CBK rate cuts lowered the benchmark rate from 13% to 8.75% between August 2024 and February 2026, compressing yields on new government paper and pushing prices of legacy bonds above par. The 8.5-year infrastructure bond, carrying a tax-free coupon of 18.46%, was trading at KSh128.57 per KSh100 unit in late February, a capital gain of 28.6%.
The 6.5-year bond issued in 2023 at a coupon of 17.93% was trading at KSh115.40.

Holders across the infrastructure bond portfolio recorded KSh134 Bn in trading profits in the nine months to September 2025. Banks, constrained by private sector credit growth of just 6.4% in January, channelled excess liquidity into government securities trading. Kenya's 10-year bond yield fell to 11.26% in late February, its lowest since September 2014, down 207 basis points year-on-year.
Primary market demand reinforced secondary activity. The February 11 auction drew KSh213.74 Bn in bids for a KSh50 Bn offer, a 427% performance rate and the highest non-infrastructure bond demand in CBK records. Fiscal year 2025/26 bond auctions to February 16 received KSh1.38 trillion in bids against KSh540 Bn offered, with the government raising KSh746.35 Bn. Household holdings of government debt rose to KSh438.3 Bn from KSh288 Bn three years earlier as retail participation through the CBK's DhowCSD platform deepened the secondary market buyer base.

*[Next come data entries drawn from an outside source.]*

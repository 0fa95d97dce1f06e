//! Backend contract and lifecycle.
//!
//! Every TTS engine is driven through [`TTSBackend`]. Its lifecycle is an
//! explicit state machine:
//!
//! ```text
//!            start              convert
//! Created ──────────▶ Ready ──────────▶ Running
//!                     ▲  │                 │
//!               start │  │ stop       stop │
//!                     │  ▼                 ▼
//!                    Stopped ◀─────────────┘
//!
//! any state ── unrecoverable error ──▶ Failed
//! ```
//!
//! Engines rarely implement [`TTSBackend`] by hand. They implement
//! [`SpeechEngine`] and let [`EngineBackend`] enforce the contract.

mod engine;
mod guard;

pub use engine::{Chunks, EngineBackend, SpeechEngine};
pub use guard::BackendGuard;

use crate::error::TTSResult;
use crate::settings::Settings;
use crate::types::{AudioSpec, AudioStream, PluginId};
use async_trait::async_trait;
use serde::{Deserialize, Serialize};
use std::fmt;

/// Lifecycle state of a backend instance
#[derive(Clone, Copy, Debug, PartialEq, Eq, Hash, Serialize, Deserialize)]
#[serde(rename_all = "lowercase")]
pub enum BackendState {
    /// Constructed with valid settings, no resources loaded
    Created,
    /// Resources loaded, ready to convert
    Ready,
    /// At least one conversion has been issued since the last start
    Running,
    /// Resources released; may be started again
    Stopped,
    /// Unrecoverable error; the instance must be discarded
    Failed,
}

impl BackendState {
    /// Whether `convert` is permitted.
    pub fn can_convert(self) -> bool {
        matches!(self, BackendState::Ready | BackendState::Running)
    }

    /// Whether engine resources are held.
    pub fn is_started(self) -> bool {
        self.can_convert()
    }
}

impl fmt::Display for BackendState {
    fn fmt(&self, f: &mut fmt::Formatter<'_>) -> fmt::Result {
        let name = match self {
            BackendState::Created => "created",
            BackendState::Ready => "ready",
            BackendState::Running => "running",
            BackendState::Stopped => "stopped",
            BackendState::Failed => "failed",
        };
        f.write_str(name)
    }
}

/// Common interface of every TTS backend instance.
///
/// A backend is owned by exactly one caller, which is responsible for calling
/// [`stop`](TTSBackend::stop) when done (see [`BackendGuard`]). Methods take
/// `&self`; implementations use interior mutability so that a second
/// concurrent [`convert`](TTSBackend::convert) can be detected and rejected.
#[async_trait]
pub trait TTSBackend: Send + Sync {
    /// Id of the plugin that manufactured this backend
    fn plugin_id(&self) -> &PluginId;

    /// Format of every chunk produced by [`convert`](TTSBackend::convert)
    fn audio_spec(&self) -> AudioSpec;

    fn state(&self) -> BackendState;

    /// Settings currently in use
    fn current_settings(&self) -> Settings;

    /// Load backend resources. No-op when already started.
    async fn start(&self) -> TTSResult<()>;

    /// Release backend resources. No-op when not started.
    async fn stop(&self) -> TTSResult<()>;

    /// Release backend resources without waiting.
    ///
    /// Same outcome as [`stop`](TTSBackend::stop), for teardown paths that
    /// cannot await such as [`BackendGuard`]'s drop.
    fn release(&self);

    /// Replace the settings wholesale.
    ///
    /// Invalid settings are rejected and the previous settings stay in effect.
    /// In-flight conversions keep the settings they started with.
    async fn update_settings(&self, settings: Settings) -> TTSResult<()>;

    /// Convert non-empty `text` to a stream of audio chunks.
    async fn convert(&self, text: &str) -> TTSResult<AudioStream>;

    fn is_started(&self) -> bool {
        self.state().is_started()
    }
}

/// Shorten `text` for log output.
pub(crate) fn log_excerpt(text: &str) -> String {
    const MAX_CHARS: usize = 100;
    match text.char_indices().nth(MAX_CHARS) {
        Some((idx, _)) => format!("{}...", &text[..idx]),
        None => text.to_string(),
    }
}
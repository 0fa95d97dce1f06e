//! Kokoro plugin and its link-time registration

use super::KOKORO_PLUGIN_ID;
use super::engine::{KOKORO_SAMPLE_RATE, KokoroEngine, KokoroModelLoader};
use super::error::KokoroError;
use super::settings::KokoroSettings;
use crate::backend::{EngineBackend, TTSBackend};
use crate::error::TTSResult;
use crate::i18n::Catalogue;
use crate::plugin::{PluginDescriptor, TTSPlugin};
use crate::registry::PluginRegistration;
use crate::settings::Settings;
use crate::types::{AudioSpec, PluginId};
use std::sync::{Arc, PoisonError, RwLock};

static MODEL_LOADER: RwLock<Option<Arc<dyn KokoroModelLoader>>> = RwLock::new(None);

/// Install the loader used by the link-time registered Kokoro plugin.
///
/// Must happen before the registry discovers plugins; until then the plugin
/// declines registration. Installing again replaces the previous loader for
/// registries discovered afterwards.
pub fn install_model_loader(loader: impl KokoroModelLoader + 'static) {
    *MODEL_LOADER.write().unwrap_or_else(PoisonError::into_inner) = Some(Arc::new(loader));
    log::debug!("Kokoro model loader installed");
}

/// The installed loader, if any.
pub fn model_loader() -> Option<Arc<dyn KokoroModelLoader>> {
    MODEL_LOADER
        .read()
        .unwrap_or_else(PoisonError::into_inner)
        .clone()
}

/// Kokoro TTS plugin
pub struct KokoroPlugin {
    loader: Arc<dyn KokoroModelLoader>,
}

impl KokoroPlugin {
    pub fn new(loader: Arc<dyn KokoroModelLoader>) -> Self {
        Self { loader }
    }

    /// Plugin backed by the installed loader.
    pub fn from_installed_loader() -> Result<Self, KokoroError> {
        model_loader()
            .map(Self::new)
            .ok_or(KokoroError::NoModelLoader)
    }
}

const FRENCH: &[(&str, &str)] = &[
    ("Kokoro", "Kokoro"),
    ("Locale", "Paramètres régionaux"),
    (
        "The regional or international locale setting.",
        "Le paramètre régional ou international.",
    ),
    ("Voice", "Voix"),
    (
        "The voice used by the text-to-speech system.",
        "La voix utilisée par le système de synthèse vocale.",
    ),
    ("Speed", "Vitesse"),
    (
        "The speaking speed of the text-to-speech system.",
        "La vitesse d'élocution du système de synthèse vocale.",
    ),
    ("Compute Device", "Appareil de calcul"),
    (
        "The device used for running the TTS system (e.g., cpu or cuda).",
        "L'appareil utilisé pour exécuter le système de synthèse vocale (par ex. cpu ou cuda).",
    ),
    ("Repository ID", "Identifiant du dépôt"),
    (
        "The identifier or path of the Kokoro TTS HuggingFace repository.",
        "L'identifiant ou le chemin du dépôt HuggingFace de Kokoro TTS.",
    ),
    ("Model File Path", "Chemin du fichier de modèle"),
    (
        "The file path to the Kokoro TTS model file. Required only for offline or air-gapped use; otherwise, files are downloaded and cached automatically.",
        "Le chemin du fichier de modèle Kokoro TTS. Requis uniquement hors ligne ou en environnement isolé ; sinon, les fichiers sont téléchargés et mis en cache automatiquement.",
    ),
    ("Configuration File Path", "Chemin du fichier de configuration"),
    (
        "The file path to the Kokoro TTS configuration file. Required only for offline or air-gapped use; otherwise, files are downloaded and cached automatically.",
        "Le chemin du fichier de configuration Kokoro TTS. Requis uniquement hors ligne ou en environnement isolé ; sinon, les fichiers sont téléchargés et mis en cache automatiquement.",
    ),
    ("Voice File Path", "Chemin du fichier de voix"),
    (
        "The file path to the Kokoro TTS voice file. Required only for offline or air-gapped use; otherwise, files are downloaded and cached automatically.",
        "Le chemin du fichier de voix Kokoro TTS. Requis uniquement hors ligne ou en environnement isolé ; sinon, les fichiers sont téléchargés et mis en cache automatiquement.",
    ),
];

impl TTSPlugin for KokoroPlugin {
    type Settings = KokoroSettings;

    fn id(&self) -> PluginId {
        PluginId::new(KOKORO_PLUGIN_ID)
    }

    fn display_name(&self) -> &'static str {
        "Kokoro"
    }

    fn catalogue(&self) -> Catalogue {
        Catalogue::default().with_translations("fr", FRENCH)
    }

    fn audio_spec(&self) -> AudioSpec {
        AudioSpec::pcm_s16le_mono(KOKORO_SAMPLE_RATE)
    }

    fn supported_locales(&self) -> &'static [&'static str] {
        &["en_US", "en_GB", "fr_FR"]
    }

    fn create_backend(&self, settings: &Settings) -> TTSResult<Box<dyn TTSBackend>> {
        let engine = KokoroEngine::new(Arc::clone(&self.loader));
        Ok(Box::new(EngineBackend::new(self.id(), engine, settings)?))
    }
}

fn register() -> Option<PluginDescriptor> {
    match KokoroPlugin::from_installed_loader() {
        Ok(plugin) => Some(PluginDescriptor::new(plugin)),
        Err(e) => {
            log::debug!("Kokoro plugin unavailable: {e}");
            None
        }
    }
}

inventory::submit! {
    PluginRegistration::new(KOKORO_PLUGIN_ID, register)
}
//! Error types for the Kokoro plugin

use super::KOKORO_PLUGIN_ID;
use crate::TTSError;
use std::path::PathBuf;
use thiserror::Error;

/// Kokoro specific errors
#[derive(Error, Debug)]
pub enum KokoroError {
    /// A configured local file does not exist
    #[error(
        "Configured file does not exist: {path}\nSetting: {setting}\nSuggestion: Fix the path or clear the setting to download files automatically"
    )]
    MissingFile { setting: &'static str, path: PathBuf },

    /// No model loader was installed by the host application
    #[error(
        "No Kokoro model loader installed\nSuggestion: Call install_model_loader() before discovering plugins"
    )]
    NoModelLoader,

    /// Model or voice loading failed
    #[error("Kokoro model loading failed: {0}\nRepository: {1}")]
    ModelLoad(String, String),

    /// Inference failed
    #[error("Kokoro generation failed: {0}\nStage: {1}")]
    Generation(String, String),

    /// The blocking worker died
    #[error("Kokoro worker failed: {0}")]
    Worker(String),
}

impl KokoroError {
    pub fn model_load(msg: impl Into<String>, repo_id: impl Into<String>) -> Self {
        Self::ModelLoad(msg.into(), repo_id.into())
    }

    pub fn generation(msg: impl Into<String>, stage: impl Into<String>) -> Self {
        Self::Generation(msg.into(), stage.into())
    }
}

/// Result type for Kokoro operations
pub type Result<T> = std::result::Result<T, KokoroError>;

impl From<KokoroError> for TTSError {
    fn from(err: KokoroError) -> Self {
        match err {
            KokoroError::Generation(msg, stage) => {
                TTSError::conversion(KOKORO_PLUGIN_ID, 0, format!("{msg} (stage: {stage})"))
            }
            other => TTSError::initialization(KOKORO_PLUGIN_ID, other.to_string()),
        }
    }
}

#[cfg(test)]
mod tests {
    use super::*;

    #[test]
    fn test_missing_file_message() {
        let err = KokoroError::MissingFile {
            setting: "model_path",
            path: PathBuf::from("/models/kokoro.pth"),
        };
        let message = err.to_string();
        assert!(message.contains("/models/kokoro.pth"));
        assert!(message.contains("model_path"));
    }

    #[test]
    fn test_conversion_into_tts_error() {
        let err: TTSError = KokoroError::NoModelLoader.into();
        assert!(matches!(
            err,
            TTSError::BackendInitialization { ref plugin, .. } if plugin == "kokoro_v1"
        ));

        let err: TTSError = KokoroError::generation("nan in output", "decoder").into();
        assert!(matches!(err, TTSError::ConversionFailed { chunk: 0, .. }));
    }
}
use crate::error::SourceError;
use std::fs;
use std::path::{Path, PathBuf};

/// The playlist's file list, scanned once and fixed for the process lifetime.
#[derive(Debug, Clone, PartialEq, Eq)]
pub struct ClipSource {
    paths: Vec<PathBuf>,
}

impl ClipSource {
    /// List `dir` and sort by name; directory order differs between platforms.
    /// Hidden entries (`.DS_Store` and friends) and sub-directories are skipped.
    pub fn scan(dir: impl AsRef<Path>) -> Result<Self, SourceError> {
        let dir = dir.as_ref();
        let io_err = |source| SourceError::Io {
            path: dir.to_path_buf(),
            source,
        };

        let mut paths = Vec::new();
        for entry in fs::read_dir(dir).map_err(io_err)? {
            let entry = entry.map_err(io_err)?;
            let hidden = entry
                .file_name()
                .to_str()
                .map(|n| n.starts_with('.'))
                .unwrap_or(false);
            if hidden {
                continue;
            }
            let is_file = entry.file_type().map(|t| t.is_file()).unwrap_or(false);
            if is_file {
                paths.push(entry.path());
            }
        }

        if paths.is_empty() {
            return Err(SourceError::Empty(dir.to_path_buf()));
        }
        tracing::info!(dir = %dir.display(), count = paths.len(), "scanned clip directory");
        Ok(Self::from_paths(paths))
    }

    pub fn from_paths(mut paths: Vec<PathBuf>) -> Self {
        paths.sort_by(|a, b| a.file_name().cmp(&b.file_name()).then_with(|| a.cmp(b)));
        Self { paths }
    }

    pub fn len(&self) -> usize {
        self.paths.len()
    }

    pub fn is_empty(&self) -> bool {
        self.paths.is_empty()
    }

    pub fn path(&self, index: usize) -> Option<&Path> {
        self.paths.get(index).map(PathBuf::as_path)
    }

    pub fn paths(&self) -> &[PathBuf] {
        &self.paths
    }
}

Equity trading also rose on separate drivers with the turnover of KSh24.97 Bn being 191.3% above February 2025's KSh8.57 Bn and 80.5% above January's KSh13.83 Bn. NSE market capitalization closed at a record KSh3.41 trillion, up KSh326.99 Bn on the month. The February 10 launch of Safaricom's Ziidi Trader captured 55% of share orders by count but accounted for just 2% of trade value, constrained by the KSh500,000 mobile transaction cap. Institutional flows in large-cap banking and telecom stocks drove the bulk of turnover.

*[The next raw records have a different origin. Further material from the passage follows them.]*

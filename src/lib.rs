pub mod app;
pub mod canvas;
pub mod clip;
pub mod config;
pub mod error;
pub mod logging;
pub mod media;
pub mod opc;
pub mod pixels;
pub mod player;
pub mod playlist;
pub mod provider;
pub mod render;
pub mod source;
pub mod streamer;
pub mod terminal;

The bond-to-equity ratio narrowed from 58.8 times in February 2024, when equity turnover stood at a 15-year low of KSh4.61 Bn, to 16.7 times in February 2026. Combined January to February equity turnover of KSh38.81 Bn was 113.9% above the same period of 2025.

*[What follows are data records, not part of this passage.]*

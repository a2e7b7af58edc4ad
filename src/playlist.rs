use crate::clip::ClipHandle;
use crate::config::{PlayOrder, RepeatPolicy};
use crate::error::{ClipError, SelectError};
use crate::provider::ClipProvider;
use std::collections::HashSet;

#[derive(Debug, Clone, Copy, PartialEq)]
pub struct SelectorSettings {
    pub order: PlayOrder,
    pub repeat_policy: RepeatPolicy,
    /// Loaded clips shorter than this (seconds), or with no known duration,
    /// are skipped; 0 disables.
    pub min_duration: f32,
    pub seed: Option<u64>,
}

impl Default for SelectorSettings {
    fn default() -> Self {
        Self {
            order: PlayOrder::Random,
            repeat_policy: RepeatPolicy::Identity,
            min_duration: 0.0,
            seed: None,
        }
    }
}

/// Picks the next clip to play.
pub struct Selector {
    settings: SelectorSettings,
    rng: fastrand::Rng,
    cursor: usize,
    too_short: HashSet<usize>,
    unavailable: HashSet<usize>,
    load_attempts: u64,
}

impl Selector {
    pub fn new(settings: SelectorSettings) -> Self {
        let rng = match settings.seed {
            Some(seed) => fastrand::Rng::with_seed(seed),
            None => fastrand::Rng::new(),
        };
        Self {
            settings,
            rng,
            cursor: 0,
            too_short: HashSet::new(),
            unavailable: HashSet::new(),
            load_attempts: 0,
        }
    }

    pub fn settings(&self) -> &SelectorSettings {
        &self.settings
    }

    pub fn load_attempts(&self) -> u64 {
        self.load_attempts
    }

    /// Source indices found too short (or of unknown length) to crossfade;
    /// never drawn again.
    pub fn too_short(&self) -> &HashSet<usize> {
        &self.too_short
    }

    /// Source indices the provider has taken out of rotation for good.
    pub fn unavailable(&self) -> &HashSet<usize> {
        &self.unavailable
    }

    fn draw_index(&mut self, len: usize) -> usize {
        match self.settings.order {
            PlayOrder::Random => self.rng.usize(..len),
            PlayOrder::Sequential => {
                let index = self.cursor % len;
                self.cursor = (index + 1) % len;
                index
            }
        }
    }

    fn is_repeat(&self, provider: &dyn ClipProvider, index: usize, excluding: &ClipHandle) -> bool {
        match self.settings.repeat_policy {
            RepeatPolicy::Identity => provider.identity_of(index) == Some(excluding.id()),
            RepeatPolicy::Content => index == excluding.source_index(),
        }
    }

    /// Draw, load and start a clip that is not `excluding`.
    ///
    /// Each index is tried at most once per call. Clips that are too short or
    /// out of rotation are skipped for good; failed loads are retried on the
    /// next call. When every index has been ruled out and something is still
    /// playing, `NothingAvailable` is returned so the caller can retry later.
    /// With nothing playing yet, failed loads are redrawn until one succeeds.
    pub fn select_next(
        &mut self,
        provider: &mut dyn ClipProvider,
        excluding: Option<&ClipHandle>,
    ) -> Result<ClipHandle, SelectError> {
        let len = provider.len();
        if len == 0 {
            return Err(SelectError::Empty);
        }
        // On deck or the clip being replaced.
        let mut skipped = HashSet::new();
        let mut failed = HashSet::new();

        loop {
            if self.too_short.len() >= len {
                return Err(SelectError::AllTooShort {
                    min_secs: self.settings.min_duration,
                });
            }
            let retired = self.too_short.len() + self.unavailable.len();
            if retired >= len {
                return Err(SelectError::NothingAvailable);
            }
            if retired + skipped.len() + failed.len() >= len {
                if excluding.is_some() || !skipped.is_empty() {
                    return Err(SelectError::NothingAvailable);
                }
                tracing::warn!(attempts = self.load_attempts, "no clip could be loaded; retrying");
                failed.clear();
            }

            let index = self.draw_index(len);
            if self.too_short.contains(&index)
                || self.unavailable.contains(&index)
                || skipped.contains(&index)
                || failed.contains(&index)
            {
                continue;
            }

            let eligible = len - retired;
            if let Some(excluding) = excluding {
                if eligible > 1 && self.is_repeat(&*provider, index, excluding) {
                    tracing::trace!(index, "skipping repeat of current clip");
                    skipped.insert(index);
                    continue;
                }
            }

            self.load_attempts += 1;
            let mut handle = match provider.acquire(index) {
                Ok(h) => h,
                Err(ClipError::InUse(i)) => {
                    skipped.insert(i);
                    continue;
                }
                Err(ClipError::Unavailable(i)) => {
                    tracing::warn!(index = i, "clip out of rotation");
                    self.unavailable.insert(i);
                    continue;
                }
                Err(err) => {
                    tracing::warn!(index, error = %err, "clip failed to load; drawing again");
                    failed.insert(index);
                    continue;
                }
            };

            if !handle.clip().is_loaded() {
                tracing::warn!(index, "clip reports not loaded; drawing again");
                provider.release(handle);
                failed.insert(index);
                continue;
            }

            let duration = handle.clip().duration();
            if self.settings.min_duration > 0.0
                && !(duration.is_finite() && duration >= self.settings.min_duration)
            {
                tracing::warn!(
                    index,
                    duration,
                    min = self.settings.min_duration,
                    "clip too short to crossfade; skipping it from now on"
                );
                self.too_short.insert(index);
                provider.release(handle);
                continue;
            }

            tracing::debug!(index, id = handle.id().0, duration, "selected clip");
            let clip = handle.clip_mut();
            clip.set_paused(false);
            clip.set_position(0.0);
            return Ok(handle);
        }
    }
}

The records lifted broker revenues. Investment banks and stockbrokers reported a 156% jump in collective net profit to KSh1.1 Bn in the six months to June 2025, with brokerage commissions rising 49% to KSh1.46 Bn.
Kenya's domestic debt stock crossed KSh7.05 trillion in February, with KSh822 Bn in bond maturities due in 2026 and interest payments absorbing 30 to 35% of tax revenue. SIB's outlook flagged that heavy reliance on local markets risks crowding out private sector credit, the same channel the CBK rate cuts were designed to open.